E desta forma, inesperadamente, para aqueles que ainda contavam com o prazo para apresentar seus projetos de recuperação de áreas de passivos ambientais, passaram a uma condição de ilegalidade. Entretanto, em rápida manobra, surge outra Medida Provisória, desta vez, com o número 884 em 14 de junho, alterando CAR e PRA, vejamos como isto foi feito.
A alteração desta vez não foi no artigo 59 que trata do PRA, mas foi no próprio artigo 29 que trata do CAR, passando então a conter o seguinte texto: “Artigo 29. [...] § 3o. A inscrição no CAR será obrigatória para todas as propriedades e posses rurais.”
Logo, com a queda da MP867, o artigo 59, volta ao texto “devendo essa adesão ser requerida no prazo estipulado no § 3o. do art. 29”, justamente o que ficou sem prazo.
Assim, estariam o CAR e o PRA sem prazo e sem consequências para o produtor? Sem prazos sim, mas o problema é justamente a falta de prazo, ou seja, a possibilidade de que CAR e PRA sejam exigidos imediatamente do produtor.
E digo mais. Os reflexos são vários desta falta de prazo.
Primeiro, o crédito. Ao final do Código Florestal, o art. 78-A determina que “Após 31 de dezembro de 2017, as instituições financeiras só concederão crédito agrícola, em qualquer de suas modalidades, para proprietários de imóveis rurais que estejam inscritos no CAR” e diz também, no seu parágrafo único que “O prazo de que trata este artigo será prorrogado em observância aos novos prazos de que trata o § 3o. do art. 29”.
Ora, não há mais prazo. Atenção com o bloqueio de crédito.
Segundo, as áreas consolidadas. O código florestal autoriza que atividades agrossilvipastoris constituídas antes de 22/07/2008 em áreas de preservação permanente possam permanecer ali instaladas, desde que informadas no prazo do CAR e PRA, ou seja, um grande risco de fiscalização e determinação de demolições de construções em APP, como já têm ocorrido em várias localidades.
Enfim, cuidado com as medidas provisórias e mantemo-nos vigilantes com as etapas de regularização ambiental dos imóveis rurais pelo país.

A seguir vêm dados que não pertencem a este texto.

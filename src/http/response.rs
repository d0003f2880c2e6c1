use std::collections::HashMap;

/// HTTP status codes the server emits.
#[derive(Debug, Clone, Copy, PartialEq, Eq)]
pub enum StatusCode {
    /// 200 OK
    Ok,
    /// 400 Bad Request
    BadRequest,
    /// 404 Not Found
    NotFound,
    /// 501 Not Implemented
    NotImplemented,
}

impl StatusCode {
    /// Returns the numeric HTTP status code.
    ///
    /// # Example
    ///
    /// ```
    /// # use battery_beacon::http::response::StatusCode;
    /// assert_eq!(StatusCode::Ok.as_u16(), 200);
    /// assert_eq!(StatusCode::NotFound.as_u16(), 404);
    /// ```
    pub fn as_u16(&self) -> u16 {
        match self {
            StatusCode::Ok => 200,
            StatusCode::BadRequest => 400,
            StatusCode::NotFound => 404,
            StatusCode::NotImplemented => 501,
        }
    }

    /// Returns the standard HTTP reason phrase for this status code.
    pub fn reason_phrase(&self) -> &'static str {
        match self {
            StatusCode::Ok => "OK",
            StatusCode::BadRequest => "Bad Request",
            StatusCode::NotFound => "Not Found",
            StatusCode::NotImplemented => "Not Implemented",
        }
    }
}

/// Represents a complete HTTP response ready to be sent to a client.
#[derive(Debug)]
pub struct Response {
    pub status: StatusCode,
    pub headers: HashMap<String, String>,
    pub body: Vec<u8>,
}

/// Builder for constructing HTTP responses in a fluent style.
///
/// # Example
///
/// ```
/// # use battery_beacon::http::response::{ResponseBuilder, StatusCode};
/// let response = ResponseBuilder::new(StatusCode::Ok)
///     .header("Content-type", "application/json")
///     .body(b"{}".to_vec())
///     .build();
/// assert_eq!(response.header("Content-Length"), Some("2"));
/// ```
pub struct ResponseBuilder {
    status: StatusCode,
    headers: HashMap<String, String>,
    body: Vec<u8>,
}

impl ResponseBuilder {
    pub fn new(status: StatusCode) -> Self {
        Self {
            status,
            headers: HashMap::new(),
            body: Vec::new(),
        }
    }

    /// Adds or replaces a header. Names are stored with the casing given.
    pub fn header(mut self, key: impl Into<String>, value: impl Into<String>) -> Self {
        self.headers.insert(key.into(), value.into());
        self
    }

    pub fn body(mut self, body: Vec<u8>) -> Self {
        self.body = body;
        self
    }

    /// Builds the final Response.
    ///
    /// Adds `Content-Length` from the body size unless one was set explicitly.
    pub fn build(mut self) -> Response {
        self.headers
            .entry("Content-Length".to_string())
            .or_insert_with(|| self.body.len().to_string());

        Response {
            status: self.status,
            headers: self.headers,
            body: self.body,
        }
    }
}

impl Response {
    /// 200 with the given body and no content type.
    pub fn ok(body: impl Into<Vec<u8>>) -> Self {
        ResponseBuilder::new(StatusCode::Ok)
            .body(body.into())
            .build()
    }

    /// 200 carrying a JSON body, readable from any origin.
    pub fn json(body: Vec<u8>) -> Self {
        ResponseBuilder::new(StatusCode::Ok)
            .header("Access-Control-Allow-Origin", "*")
            .header("Content-type", "application/json")
            .body(body)
            .build()
    }

    /// Plain-text error page.
    pub fn error(status: StatusCode, message: impl Into<String>) -> Self {
        ResponseBuilder::new(status)
            .header("Content-Type", "text/plain")
            .body(message.into().into_bytes())
            .build()
    }

    pub fn not_found(message: impl Into<String>) -> Self {
        Self::error(StatusCode::NotFound, message)
    }

    pub fn bad_request() -> Self {
        Self::error(StatusCode::BadRequest, "400 - Bad request")
    }

    pub fn not_implemented(method: &str) -> Self {
        Self::error(
            StatusCode::NotImplemented,
            format!("Unsupported method ({})", method),
        )
    }

    /// Header lookup ignoring ASCII case.
    pub fn header(&self, key: &str) -> Option<&str> {
        self.headers
            .iter()
            .find(|(k, _)| k.eq_ignore_ascii_case(key))
            .map(|(_, v)| v.as_str())
    }
}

1 Art. 21. Ato do Ministro de Estado do Meio Ambiente estabelecerá a data a partir da qual o CAR será considerado implantado para os fins do disposto neste Decreto e detalhará as informações e os documentos necessários à inscrição no CAR, ouvidos os Ministros de Estado da Agricultura, Pecuária e Abastecimento e do Desenvolvimento Agrário.